#### [YOUR TASK]
Your task is to copy every line below that contains the word "keys".

Saved entries
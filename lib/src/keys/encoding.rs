// Copyright (c) 2022-2023 The MobileCoin Foundation

//! Base58Check encodings for keys, addresses, signatures and hashes
//!
//! Each encoded object is `base58check(prefix || payload)` where the prefix
//! bytes select the human-readable leading characters.

use strum::{Display, EnumIter, IntoEnumIterator};

use super::KeyError;

/// Base58Check prefixes for supported objects
#[derive(Copy, Clone, Debug, PartialEq, Eq, Display, EnumIter)]
#[strum(serialize_all = "lowercase")]
pub enum Prefix {
    /// Ed25519 secret key seed
    Edsk,
    /// Secp256k1 secret key
    Spsk,
    /// P256 secret key
    P2sk,
    /// Ed25519 public key
    Edpk,
    /// Secp256k1 compressed public key
    Sppk,
    /// P256 compressed public key
    P2pk,
    /// Ed25519 public key hash
    Mv1,
    /// Secp256k1 public key hash
    Mv2,
    /// P256 public key hash
    Mv3,
    /// Originated contract hash
    #[strum(serialize = "KT1")]
    Kt1,
    /// Ed25519 signature
    Edsig,
    /// Secp256k1 signature
    Spsig1,
    /// P256 signature
    P2sig,
    /// Curve-less signature
    Sig,
    /// Block hash
    #[strum(serialize = "B")]
    BlockHash,
    /// Chain identifier
    #[strum(serialize = "Net")]
    ChainId,
    /// Block payload hash
    #[strum(serialize = "vh")]
    PayloadHash,
    /// Context hash
    #[strum(serialize = "Co")]
    ContextHash,
    /// Operation list list hash
    #[strum(serialize = "LLo")]
    OperationsHash,
}

impl Prefix {
    /// Prefix bytes prepended to the payload before encoding
    pub const fn bytes(&self) -> &'static [u8] {
        match self {
            Prefix::Edsk => &[13, 15, 58, 7],
            Prefix::Spsk => &[17, 162, 224, 201],
            Prefix::P2sk => &[16, 81, 238, 189],
            Prefix::Edpk => &[13, 15, 37, 217],
            Prefix::Sppk => &[3, 254, 226, 86],
            Prefix::P2pk => &[3, 178, 139, 127],
            Prefix::Mv1 => &[5, 186, 196],
            Prefix::Mv2 => &[5, 186, 199],
            Prefix::Mv3 => &[5, 186, 201],
            Prefix::Kt1 => &[2, 90, 121],
            Prefix::Edsig => &[9, 245, 205, 134, 18],
            Prefix::Spsig1 => &[13, 115, 101, 19, 63],
            Prefix::P2sig => &[54, 240, 44, 52],
            Prefix::Sig => &[4, 130, 43],
            Prefix::BlockHash => &[1, 52],
            Prefix::ChainId => &[87, 82, 0],
            Prefix::PayloadHash => &[1, 106, 242],
            Prefix::ContextHash => &[79, 199],
            Prefix::OperationsHash => &[29, 159, 109],
        }
    }

    /// Expected payload length
    pub const fn payload_len(&self) -> usize {
        match self {
            Prefix::Edsk | Prefix::Spsk | Prefix::P2sk | Prefix::Edpk => 32,
            Prefix::Sppk | Prefix::P2pk => 33,
            Prefix::Mv1 | Prefix::Mv2 | Prefix::Mv3 | Prefix::Kt1 => 20,
            Prefix::Edsig | Prefix::Spsig1 | Prefix::P2sig | Prefix::Sig => 64,
            Prefix::ChainId => 4,
            Prefix::BlockHash
            | Prefix::PayloadHash
            | Prefix::ContextHash
            | Prefix::OperationsHash => 32,
        }
    }

    /// Encode a payload with this prefix
    pub fn encode(&self, payload: &[u8]) -> String {
        let mut b = Vec::with_capacity(self.bytes().len() + payload.len());
        b.extend_from_slice(self.bytes());
        b.extend_from_slice(payload);

        bs58::encode(b).with_check().into_string()
    }

    /// Decode a string that must carry this prefix
    pub fn decode(&self, s: &str) -> Result<Vec<u8>, KeyError> {
        let (p, payload) = decode(s)?;
        if p != *self {
            return Err(KeyError::UnexpectedPrefix {
                expected: *self,
                actual: p,
            });
        }
        Ok(payload)
    }
}

/// Decode a Base58Check string, detecting the prefix from the decoded bytes
pub fn decode(s: &str) -> Result<(Prefix, Vec<u8>), KeyError> {
    let b = bs58::decode(s).with_check(None).into_vec()?;

    for p in Prefix::iter() {
        let pb = p.bytes();
        if b.len() == pb.len() + p.payload_len() && b.starts_with(pb) {
            return Ok((p, b[pb.len()..].to_vec()));
        }
    }

    Err(KeyError::UnknownPrefix(s.chars().take(5).collect()))
}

#### [OUTPUT]
filename lib/src/keys/encoding.rs
//! Base58Check encodings for keys, addresses, signatures and hashes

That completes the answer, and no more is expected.